En 2014, le vice Chancelier Allemand Sigmar Gabriel, ministre de l’économie et de l’énergie déclarait déjà : « La vérité est que la transition énergétique [« Energiewende », le plan allemand visant à faire passer la part de la production « renouvelable » d’électricité à 80% en 2050] est sur le point d’échouer. La vérité est que, sous tous les aspects, nous avons sous-estimé la complexité de cette transition énergétique. La noble aspiration d’un approvisionnement énergétique décentralisé et autonome est bien sûr une pure folie ! Quoi qu’il en soit, la plupart des autres pays d’Europe pensent que nous sommes fous. »

Dans son rapport « Transition énergétique allemande : la fin des ambitions ? » France Stratégie stigmatise l’échec climatique de l’Allemagne malgré son développement spectaculaire des énergies renouvelables.
Quelques jours plus tard, c’est la Cour des Comptes européenne qui fustigeait ce développement des énergies renouvelables et en dénonçait les coûts et l’inefficacité.

Les rapports s’accumulent désormais pour établir que le bilan climatique de cette politique est pire encore qu’on le craignait, malgré les milliards d’euros qui lui ont été consacrés.

Notre « modèle allemand » étant même l’un des seuls pays au monde à voir les émissions de son secteur de l’énergie croitre depuis 2010 !


(Source Enerdata)

Nous en avions publié une analyse dans « Ubu chez les allemands ».

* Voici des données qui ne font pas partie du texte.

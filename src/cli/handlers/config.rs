use std::path::Path;

use crate::cli::commands::{ConfigAction, ConfigCmd};
use crate::cli::output::{format_config, to_json};
use crate::io::config_io;

pub fn cmd_config(
    cmd: ConfigCmd,
    config_path: &Path,
    json: bool,
) -> Result<(), Box<dyn std::error::Error>> {
    match cmd.action {
        ConfigAction::Show => {
            let config = config_io::load_config(config_path)?;
            if json {
                println!("{}", to_json(&config)?);
            } else {
                print!("{}", format_config(&config));
            }
        }
        ConfigAction::Set { key, value } => {
            let mut doc = config_io::read_config_doc(config_path)?;
            config_io::set_toggle(&mut doc, &key, value)?;
            config_io::write_config(config_path, &doc)?;
            tracing::info!(path = %config_path.display(), key = %key, value, "setting saved");
            if json {
                let config = config_io::load_config(config_path)?;
                println!("{}", to_json(&config)?);
            } else {
                println!("{} = {}", key, value);
            }
        }
    }
    Ok(())
}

Retour aux sources de l’Energiewende
Pour toute analyse, la rigueur des sources est fondamentale, le présent article vise à préciser celles concernant l’évolution du parc électrique allemand dans cette première partie.
Une seconde partie insistera sur les conséquences de cette évolution.

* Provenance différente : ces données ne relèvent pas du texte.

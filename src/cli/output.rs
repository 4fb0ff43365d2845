use serde::Serialize;

use crate::model::buffer::Cursor;
use crate::model::config::EnhancerConfig;
use crate::ops::Outcome;

// ---------------------------------------------------------------------------
// JSON output structs
// ---------------------------------------------------------------------------

#[derive(Serialize)]
pub struct EditReportJson {
    pub applied: bool,
    #[serde(skip_serializing_if = "Option::is_none")]
    pub reason: Option<String>,
    pub cursor: Cursor,
}

impl EditReportJson {
    pub fn new(outcome: Outcome, cursor: Cursor) -> Self {
        EditReportJson {
            applied: outcome.is_applied(),
            reason: outcome.skip_reason().map(|skip| skip.to_string()),
            cursor,
        }
    }
}

// ---------------------------------------------------------------------------
// Text formatting
// ---------------------------------------------------------------------------

/// One-line report for an editing command. `verb` describes what applying
/// did (e.g. "moved").
pub fn format_edit_report(verb: &str, outcome: Outcome, cursor: Cursor) -> String {
    match outcome {
        Outcome::Applied => format!("{} (cursor {}:{})", verb, cursor.line, cursor.ch),
        Outcome::Skipped(skip) => format!("skipped: {}", skip),
    }
}

pub fn format_config(config: &EnhancerConfig) -> String {
    format!(
        "[new_task]\ncreated = {}\nscheduled = {}\n",
        config.new_task.created, config.new_task.scheduled
    )
}

pub fn to_json<T: Serialize>(value: &T) -> Result<String, serde_json::Error> {
    serde_json::to_string_pretty(value)
}
use std::fs;
use std::io;
use std::path::{Path, PathBuf};

use crate::io::document_io::atomic_write;
use crate::model::config::EnhancerConfig;

/// Settings file name, looked up in the working directory
pub const CONFIG_FILE: &str = ".tasks-enhancer.toml";

/// Keys accepted by `set_toggle`
pub const TOGGLE_KEYS: [&str; 2] = ["created", "scheduled"];

/// Error type for settings I/O
#[derive(Debug, thiserror::Error)]
pub enum ConfigError {
    #[error("could not read {path}: {source}")]
    ReadError { path: PathBuf, source: io::Error },
    #[error("could not write {path}: {source}")]
    WriteError { path: PathBuf, source: io::Error },
    #[error("could not parse {path}: {source}")]
    ParseError {
        path: PathBuf,
        source: toml::de::Error,
    },
    #[error("could not parse {path}: {source}")]
    EditError {
        path: PathBuf,
        source: toml_edit::TomlError,
    },
    #[error("unknown setting: {0} (expected one of: created, scheduled)")]
    UnknownKey(String),
}

pub fn default_config_path(dir: &Path) -> PathBuf {
    dir.join(CONFIG_FILE)
}

/// Load settings, layering whatever the file sets over the defaults.
/// A missing file means all defaults.
pub fn load_config(path: &Path) -> Result<EnhancerConfig, ConfigError> {
    let Some(text) = read_if_exists(path)? else {
        return Ok(EnhancerConfig::default());
    };
    toml::from_str(&text).map_err(|source| ConfigError::ParseError {
        path: path.to_path_buf(),
        source,
    })
}

/// Read the settings file as an editable document (empty if missing), so
/// that writing it back keeps comments and layout.
pub fn read_config_doc(path: &Path) -> Result<toml_edit::DocumentMut, ConfigError> {
    let text = read_if_exists(path)?.unwrap_or_default();
    text.parse().map_err(|source| ConfigError::EditError {
        path: path.to_path_buf(),
        source,
    })
}

/// Set one of the `[new_task]` toggles in the document
pub fn set_toggle(
    doc: &mut toml_edit::DocumentMut,
    key: &str,
    value: bool,
) -> Result<(), ConfigError> {
    if !TOGGLE_KEYS.contains(&key) {
        return Err(ConfigError::UnknownKey(key.to_string()));
    }
    if !doc.get("new_task").is_some_and(|item| item.is_table_like()) {
        doc["new_task"] = toml_edit::Item::Table(toml_edit::Table::new());
    }
    doc["new_task"][key] = toml_edit::value(value);
    Ok(())
}

/// Write the settings document back to disk
pub fn write_config(path: &Path, doc: &toml_edit::DocumentMut) -> Result<(), ConfigError> {
    atomic_write(path, doc.to_string().as_bytes()).map_err(|source| ConfigError::WriteError {
        path: path.to_path_buf(),
        source,
    })
}

fn read_if_exists(path: &Path) -> Result<Option<String>, ConfigError> {
    match fs::read_to_string(path) {
        Ok(text) => Ok(Some(text)),
        Err(e) if e.kind() == io::ErrorKind::NotFound => Ok(None),
        Err(source) => Err(ConfigError::ReadError {
            path: path.to_path_buf(),
            source,
        }),
    }
}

L’excellent site Energy Charts indique l’évolution de la puissance installée de chaque filière de production d’électricité en Allemagne.
La capture d’écran annotée ci-dessous en a déjà été utilisée maintes fois pour montrer que la formidable puissance éolien/solaire allemande - 1 ½ plus puissante que tout notre parc nucléaire - n’a pas été en mesure, depuis 15 ans, de remplacer le moindre MW pilotable installé, en raison de l’intermittence de sa production.
Celle-ci étant en effet susceptible de s’effondrer à 0% de la puissance installée pour le solaire et guère davantage (jusqu’à 0,5%) pour l’éolien.
Selon ce site, les 11,6 GW nucléaires fermés depuis 2002 auront été largement compensés par + 9,6 GW de gaz et 5,8 GW de biomasse, la ligne rouge horizontale dénonçant l’absence totale de réduction de ces moyens pilotables.

Toutefois, un léger hiatus s’est glissé en 2011 en raison d’un changement de jeu de données dans les sources du site Energy Charts : BMWi jusqu’en 2010, Bundesnetzagentur ensuite.
L’incohérence qui résulte de ce changement de source, par comparaison avec les moyens effectivement fermés et ajoutés annuellement sur ce même site, n’a pas échappé à la perspicacité de Nicolas Meilhan, membre des « Econoclastes ». 

Après avoir eu confirmation de ce hiatus auprès du responsable du site, N.Meilhan en a reconstitué l’évolution, par comparaison des différents jeux de données utilisées, notamment ceux de BDEW et de Bundesnetzagentur en regard des modifications annuelles de puissance installée de Energy Charts.
Et rétabli, à source constante, une évolution plus précise et plus complète des puissances installées qu’il publie dans une mise au point sur le site des « Econoclastes ».
Le graphique ci-dessous récapitule cette évolution, nous y avons reporté, en vert, la même ligne horizontale séparant les moyens pilotables de la capacité intermittente (éolien/solaire), au dessus du trait.
 Le paradoxe de l’intermittence
Ce graphique, qui remonte cette fois jusqu’à 2000, fait apparaître un paradoxe.
On y constate, en effet, que non seulement la capacité installée des énergies pilotables n’a aucunement été réduite par de développement des énergies intermittentes, mais que la tendance à la baisse, amorcée dès les premières années 2000, semble s’inverser avec le développement exponentiel des énergies intermittentes.
Exception faite, bien sûr, de la chute brutale en 2011, décidée dans l’urgence de l’après Fukushima.
Cette « sortie du nucléaire » allemande ne représente d’ailleurs qu’une réduction de 11,6 GW depuis 2000, c’est à dire même pas l’équivalent des réacteurs français arrêtés en même temps l’hiver dernier pour contrôle de l’ASN.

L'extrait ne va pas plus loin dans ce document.